:: Problem details ::
Every record must be retyped as it stands.

:: Input for this task ::
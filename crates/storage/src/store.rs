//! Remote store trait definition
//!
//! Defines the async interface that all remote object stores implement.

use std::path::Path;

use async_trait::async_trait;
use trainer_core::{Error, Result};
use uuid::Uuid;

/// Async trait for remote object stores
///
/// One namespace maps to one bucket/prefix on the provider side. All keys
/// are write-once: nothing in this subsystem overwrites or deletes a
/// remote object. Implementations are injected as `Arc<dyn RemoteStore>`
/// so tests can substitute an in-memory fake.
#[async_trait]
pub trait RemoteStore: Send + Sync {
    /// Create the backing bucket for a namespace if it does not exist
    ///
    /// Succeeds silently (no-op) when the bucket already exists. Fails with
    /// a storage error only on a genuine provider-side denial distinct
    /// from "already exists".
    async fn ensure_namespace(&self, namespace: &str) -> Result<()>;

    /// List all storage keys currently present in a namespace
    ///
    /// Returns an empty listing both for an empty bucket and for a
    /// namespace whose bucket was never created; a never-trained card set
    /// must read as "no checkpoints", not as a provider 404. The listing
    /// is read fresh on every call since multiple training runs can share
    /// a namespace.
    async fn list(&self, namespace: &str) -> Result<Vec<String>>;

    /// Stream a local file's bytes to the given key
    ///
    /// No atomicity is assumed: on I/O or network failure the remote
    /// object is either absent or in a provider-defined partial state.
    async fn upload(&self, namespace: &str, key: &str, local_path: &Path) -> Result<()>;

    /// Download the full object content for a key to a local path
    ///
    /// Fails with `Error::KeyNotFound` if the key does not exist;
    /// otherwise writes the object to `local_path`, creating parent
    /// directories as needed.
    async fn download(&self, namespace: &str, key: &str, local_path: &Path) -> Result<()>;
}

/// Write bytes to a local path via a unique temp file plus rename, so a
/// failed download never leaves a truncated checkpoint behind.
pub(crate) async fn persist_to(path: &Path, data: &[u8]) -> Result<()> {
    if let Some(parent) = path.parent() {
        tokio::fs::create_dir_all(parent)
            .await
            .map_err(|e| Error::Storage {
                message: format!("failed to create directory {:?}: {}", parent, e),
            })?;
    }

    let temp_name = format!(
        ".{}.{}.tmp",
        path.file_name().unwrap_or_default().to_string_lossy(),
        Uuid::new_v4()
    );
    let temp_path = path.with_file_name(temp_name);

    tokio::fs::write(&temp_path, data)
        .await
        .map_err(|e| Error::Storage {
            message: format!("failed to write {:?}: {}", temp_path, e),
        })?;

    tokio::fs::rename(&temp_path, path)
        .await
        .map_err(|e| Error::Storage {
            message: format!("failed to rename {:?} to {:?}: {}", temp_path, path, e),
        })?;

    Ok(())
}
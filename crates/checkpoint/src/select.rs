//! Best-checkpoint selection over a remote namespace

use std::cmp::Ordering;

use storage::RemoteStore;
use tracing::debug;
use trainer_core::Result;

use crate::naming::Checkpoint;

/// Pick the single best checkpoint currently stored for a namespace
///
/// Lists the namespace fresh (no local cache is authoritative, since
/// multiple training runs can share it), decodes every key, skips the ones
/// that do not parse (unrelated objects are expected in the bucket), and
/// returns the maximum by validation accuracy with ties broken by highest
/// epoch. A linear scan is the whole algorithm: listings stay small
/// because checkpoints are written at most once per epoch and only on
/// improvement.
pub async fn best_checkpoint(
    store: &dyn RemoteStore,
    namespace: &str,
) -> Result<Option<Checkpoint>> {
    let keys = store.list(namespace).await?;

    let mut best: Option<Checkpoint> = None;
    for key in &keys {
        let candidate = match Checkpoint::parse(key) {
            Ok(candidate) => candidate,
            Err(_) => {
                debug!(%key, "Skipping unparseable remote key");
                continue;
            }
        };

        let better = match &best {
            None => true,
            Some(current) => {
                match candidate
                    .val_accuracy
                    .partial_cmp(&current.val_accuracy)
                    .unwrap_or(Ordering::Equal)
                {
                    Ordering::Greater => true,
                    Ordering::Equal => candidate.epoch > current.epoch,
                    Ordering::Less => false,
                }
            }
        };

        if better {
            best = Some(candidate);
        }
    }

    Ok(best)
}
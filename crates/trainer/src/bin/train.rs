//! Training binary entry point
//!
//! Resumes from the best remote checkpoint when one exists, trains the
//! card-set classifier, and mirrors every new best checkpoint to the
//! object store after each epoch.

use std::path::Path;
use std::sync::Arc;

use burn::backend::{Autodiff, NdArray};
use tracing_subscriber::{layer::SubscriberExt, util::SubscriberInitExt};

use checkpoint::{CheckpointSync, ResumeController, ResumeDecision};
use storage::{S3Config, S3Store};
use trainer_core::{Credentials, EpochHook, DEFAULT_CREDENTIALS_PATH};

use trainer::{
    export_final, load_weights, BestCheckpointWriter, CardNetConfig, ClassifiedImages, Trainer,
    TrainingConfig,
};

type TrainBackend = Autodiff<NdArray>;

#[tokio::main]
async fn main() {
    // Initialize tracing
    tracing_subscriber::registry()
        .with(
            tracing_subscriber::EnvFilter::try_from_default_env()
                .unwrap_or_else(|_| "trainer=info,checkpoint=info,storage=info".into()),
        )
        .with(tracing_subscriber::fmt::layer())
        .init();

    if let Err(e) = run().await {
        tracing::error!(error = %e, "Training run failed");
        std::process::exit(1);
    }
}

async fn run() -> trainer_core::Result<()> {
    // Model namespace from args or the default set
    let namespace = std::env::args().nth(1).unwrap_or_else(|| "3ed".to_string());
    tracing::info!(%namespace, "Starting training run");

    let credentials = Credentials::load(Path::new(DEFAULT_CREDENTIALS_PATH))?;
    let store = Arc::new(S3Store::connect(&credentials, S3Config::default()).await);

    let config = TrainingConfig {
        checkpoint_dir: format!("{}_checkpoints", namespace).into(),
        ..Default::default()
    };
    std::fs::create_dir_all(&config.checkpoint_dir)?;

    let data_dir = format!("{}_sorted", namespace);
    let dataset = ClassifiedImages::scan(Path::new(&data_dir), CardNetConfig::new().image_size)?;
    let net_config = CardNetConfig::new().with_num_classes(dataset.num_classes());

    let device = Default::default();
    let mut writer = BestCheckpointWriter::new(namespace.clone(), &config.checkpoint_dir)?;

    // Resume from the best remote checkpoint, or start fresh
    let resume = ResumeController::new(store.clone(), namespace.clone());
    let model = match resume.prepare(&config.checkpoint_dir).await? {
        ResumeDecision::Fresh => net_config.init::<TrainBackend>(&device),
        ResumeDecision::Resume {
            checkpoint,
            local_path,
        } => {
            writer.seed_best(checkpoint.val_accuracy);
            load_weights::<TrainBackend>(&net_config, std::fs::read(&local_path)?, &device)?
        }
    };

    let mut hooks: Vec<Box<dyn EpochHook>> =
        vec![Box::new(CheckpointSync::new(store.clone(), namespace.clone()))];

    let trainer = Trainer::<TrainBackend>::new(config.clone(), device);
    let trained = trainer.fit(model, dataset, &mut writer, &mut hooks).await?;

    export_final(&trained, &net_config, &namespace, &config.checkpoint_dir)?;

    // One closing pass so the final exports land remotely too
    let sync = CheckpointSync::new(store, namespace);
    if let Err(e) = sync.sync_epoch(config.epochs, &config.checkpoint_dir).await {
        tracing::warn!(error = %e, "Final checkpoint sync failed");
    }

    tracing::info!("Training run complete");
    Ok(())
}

:: Solution to this exercise ::
filename crates/storage/src/store.rs
//! Remote store trait definition
//!
//! Defines the async interface that all remote object stores implement.

use std::path::Path;

use async_trait::async_trait;
use trainer_core::{Error, Result};
use uuid::Uuid;

/// Async trait for remote object stores
///
/// One namespace maps to one bucket/prefix on the provider side. All keys
/// are write-once: nothing in this subsystem overwrites or deletes a
/// remote object. Implementations are injected as `Arc<dyn RemoteStore>`
/// so tests can substitute an in-memory fake.
#[async_trait]
pub trait RemoteStore: Send + Sync {
    /// Create the backing bucket for a namespace if it does not exist
    ///
    /// Succeeds silently (no-op) when the bucket already exists. Fails with
    /// a storage error only on a genuine provider-side denial distinct
    /// from "already exists".
    async fn ensure_namespace(&self, namespace: &str) -> Result<()>;

    /// List all storage keys currently present in a namespace
    ///
    /// Returns an empty listing both for an empty bucket and for a
    /// namespace whose bucket was never created; a never-trained card set
    /// must read as "no checkpoints", not as a provider 404. The listing
    /// is read fresh on every call since multiple training runs can share
    /// a namespace.
    async fn list(&self, namespace: &str) -> Result<Vec<String>>;

    /// Stream a local file's bytes to the given key
    ///
    /// No atomicity is assumed: on I/O or network failure the remote
    /// object is either absent or in a provider-defined partial state.
    async fn upload(&self, namespace: &str, key: &str, local_path: &Path) -> Result<()>;

    /// Download the full object content for a key to a local path
    ///
    /// Fails with `Error::KeyNotFound` if the key does not exist;
    /// otherwise writes the object to `local_path`, creating parent
    /// directories as needed.
    async fn download(&self, namespace: &str, key: &str, local_path: &Path) -> Result<()>;
}

/// Write bytes to a local path via a unique temp file plus rename, so a
/// failed download never leaves a truncated checkpoint behind.
pub(crate) async fn persist_to(path: &Path, data: &[u8]) -> Result<()> {
    if let Some(parent) = path.parent() {
        tokio::fs::create_dir_all(parent)
            .await
            .map_err(|e| Error::Storage {
                message: format!("failed to create directory {:?}: {}", parent, e),
            })?;
    }

    let temp_name = format!(
        ".{}.{}.tmp",
        path.file_name().unwrap_or_default().to_string_lossy(),
        Uuid::new_v4()
    );
    let temp_path = path.with_file_name(temp_name);

    tokio::fs::write(&temp_path, data)
        .await
        .map_err(|e| Error::Storage {
            message: format!("failed to write {:?}: {}", temp_path, e),
        })?;

    tokio::fs::rename(&temp_path, path)
        .await
        .map_err(|e| Error::Storage {
            message: format!("failed to rename {:?} to {:?}: {}", temp_path, path, e),
        })?;

    Ok(())
}
filename crates/checkpoint/src/select.rs
//! Best-checkpoint selection over a remote namespace

use std::cmp::Ordering;

use storage::RemoteStore;
use tracing::debug;
use trainer_core::Result;

use crate::naming::Checkpoint;

/// Pick the single best checkpoint currently stored for a namespace
///
/// Lists the namespace fresh (no local cache is authoritative, since
/// multiple training runs can share it), decodes every key, skips the ones
/// that do not parse (unrelated objects are expected in the bucket), and
/// returns the maximum by validation accuracy with ties broken by highest
/// epoch. A linear scan is the whole algorithm: listings stay small
/// because checkpoints are written at most once per epoch and only on
/// improvement.
pub async fn best_checkpoint(
    store: &dyn RemoteStore,
    namespace: &str,
) -> Result<Option<Checkpoint>> {
    let keys = store.list(namespace).await?;

    let mut best: Option<Checkpoint> = None;
    for key in &keys {
        let candidate = match Checkpoint::parse(key) {
            Ok(candidate) => candidate,
            Err(_) => {
                debug!(%key, "Skipping unparseable remote key");
                continue;
            }
        };

        let better = match &best {
            None => true,
            Some(current) => {
                match candidate
                    .val_accuracy
                    .partial_cmp(&current.val_accuracy)
                    .unwrap_or(Ordering::Equal)
                {
                    Ordering::Greater => true,
                    Ordering::Equal => candidate.epoch > current.epoch,
                    Ordering::Less => false,
                }
            }
        };

        if better {
            best = Some(candidate);
        }
    }

    Ok(best)
}
filename crates/trainer/src/bin/train.rs
//! Training binary entry point
//!
//! Resumes from the best remote checkpoint when one exists, trains the
//! card-set classifier, and mirrors every new best checkpoint to the
//! object store after each epoch.

use std::path::Path;
use std::sync::Arc;

use burn::backend::{Autodiff, NdArray};
use tracing_subscriber::{layer::SubscriberExt, util::SubscriberInitExt};

use checkpoint::{CheckpointSync, ResumeController, ResumeDecision};
use storage::{S3Config, S3Store};
use trainer_core::{Credentials, EpochHook, DEFAULT_CREDENTIALS_PATH};

use trainer::{
    export_final, load_weights, BestCheckpointWriter, CardNetConfig, ClassifiedImages, Trainer,
    TrainingConfig,
};

type TrainBackend = Autodiff<NdArray>;

#[tokio::main]
async fn main() {
    // Initialize tracing
    tracing_subscriber::registry()
        .with(
            tracing_subscriber::EnvFilter::try_from_default_env()
                .unwrap_or_else(|_| "trainer=info,checkpoint=info,storage=info".into()),
        )
        .with(tracing_subscriber::fmt::layer())
        .init();

    if let Err(e) = run().await {
        tracing::error!(error = %e, "Training run failed");
        std::process::exit(1);
    }
}

async fn run() -> trainer_core::Result<()> {
    // Model namespace from args or the default set
    let namespace = std::env::args().nth(1).unwrap_or_else(|| "3ed".to_string());
    tracing::info!(%namespace, "Starting training run");

    let credentials = Credentials::load(Path::new(DEFAULT_CREDENTIALS_PATH))?;
    let store = Arc::new(S3Store::connect(&credentials, S3Config::default()).await);

    let config = TrainingConfig {
        checkpoint_dir: format!("{}_checkpoints", namespace).into(),
        ..Default::default()
    };
    std::fs::create_dir_all(&config.checkpoint_dir)?;

    let data_dir = format!("{}_sorted", namespace);
    let dataset = ClassifiedImages::scan(Path::new(&data_dir), CardNetConfig::new().image_size)?;
    let net_config = CardNetConfig::new().with_num_classes(dataset.num_classes());

    let device = Default::default();
    let mut writer = BestCheckpointWriter::new(namespace.clone(), &config.checkpoint_dir)?;

    // Resume from the best remote checkpoint, or start fresh
    let resume = ResumeController::new(store.clone(), namespace.clone());
    let model = match resume.prepare(&config.checkpoint_dir).await? {
        ResumeDecision::Fresh => net_config.init::<TrainBackend>(&device),
        ResumeDecision::Resume {
            checkpoint,
            local_path,
        } => {
            writer.seed_best(checkpoint.val_accuracy);
            load_weights::<TrainBackend>(&net_config, std::fs::read(&local_path)?, &device)?
        }
    };

    let mut hooks: Vec<Box<dyn EpochHook>> =
        vec![Box::new(CheckpointSync::new(store.clone(), namespace.clone()))];

    let trainer = Trainer::<TrainBackend>::new(config.clone(), device);
    let trained = trainer.fit(model, dataset, &mut writer, &mut hooks).await?;

    export_final(&trained, &net_config, &namespace, &config.checkpoint_dir)?;

    // One closing pass so the final exports land remotely too
    let sync = CheckpointSync::new(store, namespace);
    if let Err(e) = sync.sync_epoch(config.epochs, &config.checkpoint_dir).await {
        tracing::warn!(error = %e, "Final checkpoint sync failed");
    }

    tracing::info!("Training run complete");
    Ok(())
}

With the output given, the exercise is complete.